What is being asked: Each line that contains "customer" needs to be copied from the listing.

Data supplied:
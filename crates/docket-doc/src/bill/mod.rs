//! # Invoices
//!
//! The `bill/invoice` document: parties, lines, charges, payment terms and
//! the totals the calculator derives from them.
//!
//! ## Capabilities
//!
//! An invoice names its regime (`$regime`, or the supplier's tax country),
//! the addons it opts into (`$addons`) and its tags (`$tags`). It can be
//! calculated ([`calculate`]), corrected ([`correct`]) and replicated.

pub mod calculate;
pub mod correct;

use std::sync::OnceLock;

use chrono::NaiveDate;
use docket_core::{Amount, Code, CurrencyCode, Extensions, Key, Percentage};
use serde::{Deserialize, Serialize};
use uuid::Uuid;

use crate::defs::{KeyDefinition, RoundingRule, TagSet};
use crate::org::{clean, clean_code, trim, DocumentRef, Item, Note, Party};
use crate::pay;
use crate::schema;
use crate::tax::{Combo, TaxTotal};

pub use correct::CorrectionOptions;

/// Invoice type keys.
pub mod types {
    /// A regular commercial invoice.
    pub const STANDARD: &str = "standard";
    /// A quote or advance request; lines are optional.
    pub const PROFORMA: &str = "proforma";
    /// Replaces a previous invoice.
    pub const CORRECTIVE: &str = "corrective";
    /// Reduces what a previous invoice claimed.
    pub const CREDIT_NOTE: &str = "credit-note";
    /// Increases what a previous invoice claimed.
    pub const DEBIT_NOTE: &str = "debit-note";
    /// Anything else.
    pub const OTHER: &str = "other";

    /// Every accepted type.
    pub const ALL: &[&str] = &[STANDARD, PROFORMA, CORRECTIVE, CREDIT_NOTE, DEBIT_NOTE, OTHER];

    /// Types that must cite a preceding document.
    pub const CORRECTIONS: &[&str] = &[CORRECTIVE, CREDIT_NOTE, DEBIT_NOTE];
}

/// Tags every invoice may carry, whatever its regime.
pub fn default_tags() -> &'static TagSet {
    static TAGS: OnceLock<TagSet> = OnceLock::new();
    TAGS.get_or_init(|| TagSet {
        schema: schema::SHORT_INVOICE.to_string(),
        list: vec![
            KeyDefinition::new("simplified", "Simplified Invoice")
                .with_desc("Used for B2C transactions when the customer details are not available."),
            KeyDefinition::new("reverse-charge", "Reverse Charge")
                .with_desc("Reverse Charge Mechanism applies."),
            KeyDefinition::new("self-billed", "Self-billed")
                .with_desc("Invoice issued by the customer on behalf of the supplier."),
            KeyDefinition::new("customer-rates", "Customer rates")
                .with_desc("Tax rates of the customer's country apply."),
            KeyDefinition::new("partial", "Partial")
                .with_desc("Covers only part of a larger transaction."),
            KeyDefinition::new("bypass", "Bypass")
                .with_desc("Do not report to the tax authority."),
        ],
    })
}

fn standard_type() -> Key {
    Key::from(types::STANDARD)
}

/// Tax options that apply to the whole invoice.
#[derive(Debug, Clone, Default, PartialEq, Serialize, Deserialize)]
pub struct InvoiceTax {
    /// Category whose tax is already included in line prices.
    #[serde(default, skip_serializing_if = "Option::is_none")]
    pub prices_include: Option<Code>,
    /// Overrides the regime's rounding rule.
    #[serde(default, skip_serializing_if = "Option::is_none")]
    pub rounding: Option<RoundingRule>,
    /// Document-level extensions.
    #[serde(default, skip_serializing_if = "Extensions::is_empty")]
    pub ext: Extensions,
}

impl InvoiceTax {
    fn is_empty(&self) -> bool {
        self.prices_include.is_none() && self.rounding.is_none() && self.ext.is_empty()
    }
}

/// One invoice line.
#[derive(Debug, Clone, Default, PartialEq, Serialize, Deserialize)]
pub struct Line {
    /// 1-based position, set by the calculator.
    #[serde(default)]
    pub i: usize,
    /// Quantity of the item.
    #[serde(default, skip_serializing_if = "Option::is_none")]
    pub quantity: Option<Amount>,
    /// What is being sold.
    #[serde(default, skip_serializing_if = "Option::is_none")]
    pub item: Option<Item>,
    /// `quantity × price`.
    #[serde(default, skip_serializing_if = "Option::is_none")]
    pub sum: Option<Amount>,
    /// Taxes applied to the line.
    #[serde(default, skip_serializing_if = "Vec::is_empty")]
    pub taxes: Vec<Combo>,
    /// Line total.
    #[serde(default, skip_serializing_if = "Option::is_none")]
    pub total: Option<Amount>,
    /// Notes.
    #[serde(default, skip_serializing_if = "Vec::is_empty")]
    pub notes: Vec<Note>,
}
//! # Tax Structures
//!
//! - [`TaxIdentity`]: a party's tax registration.
//! - [`Combo`]: one tax applied to a line or charge (category, key, rate,
//!   percentage).
//! - [`TaxTotal`]: the calculated totals per category and rate.

use docket_core::{Amount, Code, Extensions, Key, Percentage};
use serde::{Deserialize, Serialize};

use crate::defs::category::{keys, rates};
use crate::defs::is_false;

/// A party's tax registration.
#[derive(Debug, Clone, Default, PartialEq, Eq, Serialize, Deserialize)]
pub struct TaxIdentity {
    /// ISO country code.
    pub country: Code,
    /// The tax code, without the country prefix.
    #[serde(default, skip_serializing_if = "Option::is_none")]
    pub code: Option<Code>,
}

impl TaxIdentity {
    /// Build an identity.
    pub fn new(country: &str, code: &str) -> Self {
        Self {
            country: Code::from(country),
            code: Some(Code::from(code)),
        }
    }

    /// Upper-case the country, and reduce the code to upper-case
    /// alphanumerics without a leading country prefix.
    pub(crate) fn normalize(&mut self) {
        self.country = Code::normalize_alphanumeric(self.country.as_str());
        if let Some(code) = &self.code {
            let mut c = Code::normalize_alphanumeric(code.as_str()).as_str().to_string();
            let prefix = self.country.as_str();
            while !prefix.is_empty() && c.len() > prefix.len() && c.starts_with(prefix) {
                c.drain(..prefix.len());
            }
            self.code = (!c.is_empty()).then(|| Code::from(c));
        }
    }
}

/// One tax applied to a line or charge.
#[derive(Debug, Clone, Default, PartialEq, Eq, Serialize, Deserialize)]
pub struct Combo {
    /// Category code.
    pub cat: Code,
    /// Country the tax is levied in, when not the regime's.
    #[serde(default, skip_serializing_if = "Option::is_none")]
    pub country: Option<Code>,
    /// Combo key (`standard`, `exempt`, `reverse-charge`).
    #[serde(default, skip_serializing_if = "Option::is_none")]
    pub key: Option<Key>,
    /// Rate level.
    #[serde(default, skip_serializing_if = "Option::is_none")]
    pub rate: Option<Key>,
    /// Percentage, resolved from the rate when one is given.
    #[serde(default, skip_serializing_if = "Option::is_none")]
    pub percent: Option<Percentage>,
    /// Surcharge percentage.
    #[serde(default, skip_serializing_if = "Option::is_none")]
    pub surcharge: Option<Percentage>,
    /// Extensions.
    #[serde(default, skip_serializing_if = "Extensions::is_empty")]
    pub ext: Extensions,
}

impl Combo {
    /// A combo for `cat` at `percent`.
    pub fn with_percent(cat: &str, percent: Percentage) -> Self {
        Self {
            cat: Code::from(cat),
            percent: Some(percent),
            ..Default::default()
        }
    }

    /// A combo for `cat` at rate level `rate`.
    pub fn with_rate(cat: &str, rate: &str) -> Self {
        Self {
            cat: Code::from(cat),
            rate: Some(Key::from(rate)),
            ..Default::default()
        }
    }

    /// Upper-case the category and move legacy rate keys that were really
    /// combo keys (`zero`, `exempt`, `standard`) into `key`.
    pub(crate) fn normalize(&mut self) {
        self.cat = Code::normalize_alphanumeric(self.cat.as_str());
        if let Some(rate) = self.rate.clone() {
            match rate.as_str() {
                keys::ZERO | keys::EXEMPT => {
                    self.key.get_or_insert(rate);
                    self.rate = None;
                }
                keys::STANDARD => {
                    self.key.get_or_insert(rate);
                    self.rate = Some(Key::from(rates::GENERAL));
                }
                _ => {}
            }
        }
        self.ext.normalize();
    }
}

/// Totals for one rate within a category.
#[derive(Debug, Clone, Default, PartialEq, Eq, Serialize, Deserialize)]
pub struct RateTotal {
    /// Combo key.
    #[serde(default, skip_serializing_if = "Option::is_none")]
    pub key: Option<Key>,
    /// Extensions shared by the combos in this total.
    #[serde(default, skip_serializing_if = "Extensions::is_empty")]
    pub ext: Extensions,
    /// Taxable base.
    pub base: Amount,
    /// Percentage, absent for exempt totals.
    #[serde(default, skip_serializing_if = "Option::is_none")]
    pub percent: Option<Percentage>,
    /// Surcharge.
    #[serde(default, skip_serializing_if = "Option::is_none")]
    pub surcharge: Option<RateTotalSurcharge>,
    /// Tax amount.
    pub amount: Amount,
}

/// Surcharge part of a rate total.
#[derive(Debug, Clone, Default, PartialEq, Eq, Serialize, Deserialize)]
pub struct RateTotalSurcharge {
    /// Surcharge percentage.
    pub percent: Percentage,
    /// Surcharge amount.
    pub amount: Amount,
}

/// Totals for one category.
#[derive(Debug, Clone, Default, PartialEq, Eq, Serialize, Deserialize)]
pub struct CategoryTotal {
    /// Category code.
    pub code: Code,
    /// Withheld rather than added.
    #[serde(default, skip_serializing_if = "is_false")]
    pub retained: bool,
    /// Per-rate totals.
    pub rates: Vec<RateTotal>,
    /// Sum of rate amounts.
    pub amount: Amount,
    /// Sum of surcharges.
    #[serde(default, skip_serializing_if = "Option::is_none")]
    pub surcharge: Option<Amount>,
}

/// Tax totals of a document.
#[derive(Debug, Clone, Default, PartialEq, Eq, Serialize, Deserialize)]
pub struct TaxTotal {
    /// Per-category totals.
    #[serde(default, skip_serializing_if = "Vec::is_empty")]
    pub categories: Vec<CategoryTotal>,
    /// Sum of non-retained categories.
    pub sum: Amount,
    /// Sum of retained categories.
    #[serde(default, skip_serializing_if = "Option::is_none")]
    pub retained: Option<Amount>,
}

impl TaxTotal {
    /// Category total by code.
    pub fn category(&self, code: &str) -> Option<&CategoryTotal> {
        self.categories.iter().find(|c| c.code == code)
    }
}
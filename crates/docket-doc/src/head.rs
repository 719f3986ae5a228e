//! # Envelope Header
//!
//! The head travels with a document inside an envelope. It records the
//! envelope's identifier, the digest of the document, stamps issued by
//! external authorities, and whether the envelope is still a draft.
//!
//! Signatures cover the head, not the document: the digest binds the two.

use std::collections::BTreeMap;

use docket_core::{ContentDigest, Key};
use serde::{Deserialize, Serialize};
use uuid::Uuid;

use crate::defs::is_false;

/// A provider-issued token recording an authority's acknowledgement.
#[derive(Debug, Clone, Default, PartialEq, Eq, Serialize, Deserialize)]
pub struct Stamp {
    /// Provider key.
    pub prv: Key,
    /// Token value.
    pub val: String,
}

impl Stamp {
    /// Build a stamp.
    pub fn new(prv: &str, val: &str) -> Self {
        Self {
            prv: Key::from(prv),
            val: val.to_string(),
        }
    }
}

/// Envelope metadata.
#[derive(Debug, Clone, PartialEq, Eq, Serialize, Deserialize)]
pub struct Header {
    /// Envelope identifier.
    pub uuid: Uuid,
    /// Digest of the canonical document.
    #[serde(default, skip_serializing_if = "Option::is_none")]
    pub dig: Option<ContentDigest>,
    /// Authority stamps.
    #[serde(default, skip_serializing_if = "Vec::is_empty")]
    pub stamps: Vec<Stamp>,
    /// Free labels.
    #[serde(default, skip_serializing_if = "Vec::is_empty")]
    pub tags: Vec<String>,
    /// Free metadata.
    #[serde(default, skip_serializing_if = "BTreeMap::is_empty")]
    pub meta: BTreeMap<String, String>,
    /// Free notes.
    #[serde(default, skip_serializing_if = "Option::is_none")]
    pub notes: Option<String>,
    /// The envelope may still change; it cannot be signed.
    #[serde(default, skip_serializing_if = "is_false")]
    pub draft: bool,
}

impl Default for Header {
    fn default() -> Self {
        Self::new()
    }
}

impl Header {
    /// A fresh draft header.
    pub fn new() -> Self {
        Self {
            uuid: docket_core::new_document_uuid(),
            dig: None,
            stamps: Vec::new(),
            tags: Vec::new(),
            meta: BTreeMap::new(),
            notes: None,
            draft: true,
        }
    }

    /// Stamp by provider.
    pub fn stamp(&self, prv: &str) -> Option<&Stamp> {
        self.stamps.iter().find(|s| s.prv == prv)
    }

    /// Add a stamp, replacing any existing one from the same provider.
    pub fn add_stamp(&mut self, stamp: Stamp) {
        match self.stamps.iter_mut().find(|s| s.prv == stamp.prv) {
            Some(existing) => *existing = stamp,
            None => self.stamps.push(stamp),
        }
    }

    /// True if everything `other` asserts is also asserted here: same
    /// identifier and digest, and every stamp, tag and meta entry present.
    ///
    /// Stamps, tags and meta may have been added since `other` was signed.
    pub fn contains(&self, other: &Header) -> bool {
        if self.uuid != other.uuid {
            return false;
        }
        if other.dig.is_some() && self.dig != other.dig {
            return false;
        }
        if !other.stamps.iter().all(|s| self.stamps.contains(s)) {
            return false;
        }
        if !other.tags.iter().all(|t| self.tags.contains(t)) {
            return false;
        }
        other
            .meta
            .iter()
            .all(|(k, v)| self.meta.get(k) == Some(v))
    }
}

#[cfg(test)]
mod tests {
    use super::*;

    #[test]
    fn new_header_is_draft() {
        let h = Header::new();
        assert!(h.draft);
        assert!(h.dig.is_none());
        let v = serde_json::to_value(&h).unwrap();
        assert_eq!(v["draft"], true);
        assert!(v.get("stamps").is_none());
    }

    #[test]
    fn contains_allows_additions() {
        let mut signed = Header::new();
        signed.draft = false;
        signed.add_stamp(Stamp::new("verifactu-qr", "abc"));
        let mut current = signed.clone();
        current.add_stamp(Stamp::new("sdi-id", "123"));
        current.tags.push("archived".into());
        current.meta.insert("source".into(), "api".into());
        assert!(current.contains(&signed));
        assert!(!signed.contains(&current));
    }

    #[test]
    fn contains_rejects_changed_uuid_or_stamp() {
        let signed = Header::new();
        let other = Header::new();
        assert!(!other.contains(&signed));

        let mut signed = Header::new();
        signed.add_stamp(Stamp::new("p", "1"));
        let mut current = signed.clone();
        current.add_stamp(Stamp::new("p", "2"));
        assert!(!current.contains(&signed));
    }

    #[test]
    fn add_stamp_replaces_same_provider() {
        let mut h = Header::new();
        h.add_stamp(Stamp::new("p", "1"));
        h.add_stamp(Stamp::new("p", "2"));
        assert_eq!(h.stamps.len(), 1);
        assert_eq!(h.stamp("p").map(|s| s.val.as_str()), Some("2"));
    }
}
//! # docket-regimes — Shipped Rule Sets
//!
//! Concrete regimes and addons, expressed as [`RegimeDef`]/[`AddonDef`]
//! values plus the [`RuleHooks`](docket_doc::RuleHooks) each one needs for
//! behaviour the data cannot describe.
//!
//! | regime | country | categories |
//! |--------|---------|------------|
//! | Spain | `ES` | VAT, IGIC, IPSI, IRPF (retained) |
//! | Italy | `IT` | VAT, IRPEF/IRES/INPS/ENASARCO/ENPAM (retained) |
//! | Argentina | `AR` | VAT |
//! | Greece | `EL` (`GR`) | VAT |
//!
//! | addon | standard |
//! |-------|----------|
//! | `es-facturae-v3` | Spanish FacturaE 3.2 |
//! | `it-sdi-v1` | Italian Sistema di Interscambio (FatturaPA) |
//! | `ar-arca-v4` | Argentine ARCA electronic invoicing |
//!
//! [`registry()`] assembles all of them. Call it once at start-up and
//! share the result.

pub mod addons;
pub mod regimes;

use docket_doc::{Registry, RegistryError};
use tracing::debug;

/// A registry holding every shipped regime and addon.
///
/// # Errors
///
/// Only if the definitions in this crate contradict themselves, which the
/// tests rule out.
pub fn registry() -> Result<Registry, RegistryError> {
    let mut reg = Registry::new();
    for def in regimes::all() {
        reg.register_regime(def)?;
    }
    for def in addons::all() {
        reg.register_addon(def)?;
    }
    debug!(
        regimes = reg.regimes().count(),
        addons = reg.addons().count(),
        "registry assembled"
    );
    Ok(reg)
}

#[cfg(test)]
mod tests {
    use super::*;

    #[test]
    fn shipped_definitions_register() {
        let reg = registry().unwrap();
        assert_eq!(reg.regimes().count(), 4);
        assert_eq!(reg.addons().count(), 3);
    }

    #[test]
    fn lookups_by_code_alias_and_key() {
        let reg = registry().unwrap();
        assert_eq!(reg.regime_for("es").unwrap().name, "Spain");
        assert_eq!(reg.regime_for("GR").unwrap().country.as_str(), "EL");
        assert!(reg.addon_for("it-sdi-v1").is_some());
        assert!(reg.addon_for("ar-arca-v4").is_some());
        assert!(reg.regime_for("FR").is_none());
    }

    #[test]
    fn definitions_serialize() {
        let reg = registry().unwrap();
        for r in reg.regimes() {
            let v = serde_json::to_value(r).unwrap();
            assert_eq!(v["country"], r.country.as_str());
            assert!(v["categories"].is_array());
        }
        for a in reg.addons() {
            let v = serde_json::to_value(a).unwrap();
            assert_eq!(v["key"], a.key.as_str());
        }
    }

    #[test]
    fn registering_twice_fails() {
        let mut reg = registry().unwrap();
        let err = reg.register_regime(regimes::es::regime()).unwrap_err();
        assert!(matches!(err, RegistryError::DuplicateRegime(_)));
        let err = reg.register_addon(addons::it_sdi::addon()).unwrap_err();
        assert!(matches!(err, RegistryError::DuplicateAddon(_)));
    }
}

Written reply:
                .with_desc("Used for B2C transactions when the customer details are not available."),
                .with_desc("Invoice issued by the customer on behalf of the supplier."),
            KeyDefinition::new("customer-rates", "Customer rates")
                .with_desc("Tax rates of the customer's country apply."),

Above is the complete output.